Ela lembra que a lei veda o benefício a condenados por crimes hediondos cometidos com violência ou grave ameaça, assim como em casos de resultado morte. Além disso, a concessão não é automática, depende de autorização judicial, parecer do Ministério Público e da administração penitenciária.
É um privilégio?
A advogada Mayara da Silva Araújo ressalta que há uma percepção equivocada sobre a saída temporária, muitas vezes vista como privilégio. Para ela, trata-se de um direito legalmente garantido. “A saída temporária é um direito previsto na Lei de Execução Penal e na Constituição Federal.
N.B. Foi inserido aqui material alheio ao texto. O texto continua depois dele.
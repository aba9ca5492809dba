//! # Retry delay for hungry philosophers.
//!
//! [`BackoffPolicy`] says how long a hungry philosopher waits after failing to
//! pick up its pair. The attempt counter restarts with every hungry phase.
//!
//! Delay after failed attempt `n` (0-based): `first × factor^n`, capped at `max`.
//! A `factor` of `1.0` or less polls at a constant `first`; the default is a
//! constant 100ms poll.
//!
//! # Example
//! ```rust
//! use std::time::Duration;
//! use forkring::BackoffPolicy;
//!
//! let retry = BackoffPolicy {
//!     first: Duration::from_millis(50),
//!     max: Duration::from_millis(400),
//!     factor: 2.0,
//! };
//!
//! assert_eq!(retry.next(0), Duration::from_millis(50));
//! assert_eq!(retry.next(2), Duration::from_millis(200));
//! assert_eq!(retry.next(9), Duration::from_millis(400));
//! ```

use std::time::Duration;

/// Delay policy between failed acquisitions.
#[derive(Clone, Copy, Debug, PartialEq)]
pub struct BackoffPolicy {
    /// Delay after the first failed attempt.
    pub first: Duration,
    /// Upper bound for any delay.
    pub max: Duration,
    /// Growth per failed attempt (`<= 1.0` = constant polling).
    pub factor: f64,
}

impl Default for BackoffPolicy {
    /// Constant 100ms polling.
    fn default() -> Self {
        Self::constant(Duration::from_millis(100))
    }
}

impl BackoffPolicy {
    /// Same delay after every attempt.
    pub const fn constant(delay: Duration) -> Self {
        Self {
            first: delay,
            max: delay,
            factor: 1.0,
        }
    }

    /// Delay to wait after failed attempt `attempt` (0-based).
    pub fn next(&self, attempt: u32) -> Duration {
        let floor = self.first.min(self.max);
        if attempt == 0 || self.factor <= 1.0 {
            return floor;
        }
        // powf overflows to infinity long before u32::MAX; that lands on `max`.
        let secs = floor.as_secs_f64() * self.factor.powf(f64::from(attempt));
        if secs.is_finite() && secs < self.max.as_secs_f64() {
            Duration::from_secs_f64(secs)
        } else {
            self.max
        }
    }
}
A Constituição diz que uma das finalidades da pena é ressocializar o indivíduo. Então, em que pese essa falácia, gerada pela falta de informação, a saída temporária não é um privilégio, mas um direito que visa a ressocialização e a reinserção social do apenado.” reafirma.

Para o ex-delegado ainda é necessário critérios de desempenho sobre a medida. “Eu acho que a gente tem que pesar os benefícios da saída temporária em relação às consequências negativas. A criminalidade, é certo, aumenta durante esse período, mas também se dá a oportunidade de promover a ressocialização dos presos. É preciso avaliar sempre qual lado está sendo mais efetivo: o combate à criminalidade ou a ressocialização.”
Ressocialização e cumprimento da lei
O presidente do Sindpenal explica que cabe ao Judiciário decidir sobre a concessão da saída, enquanto a Polícia Penal cumpre seu papel de garantir a segurança. “Nosso trabalho é aplicar a lei e manter a ordem nas unidades. A discussão sobre ressocialização ou progressão de pena cabe à Justiça”, pontua.
Reintegração
A advogada reforça a importância do benefício, destacando que ele se aplica a presos em regime semiaberto, que posteriormente progridem para o regime aberto. “O objetivo é reintegrá-los de forma gradativa, para que, após o cumprimento da pena, a ressocialização, uma das finalidades da execução penal, seja efetivamente alcançada.”
Diferença da permissão de saída
A saída temporária é distinta da permissão de saída. Esta última é autorizada pelo diretor do presídio apenas em situações específicas, como falecimento ou doença grave de familiares, ou ainda para tratamento médico. Nesses casos, o preso deixa a unidade por tempo limitado e sob escolta armada.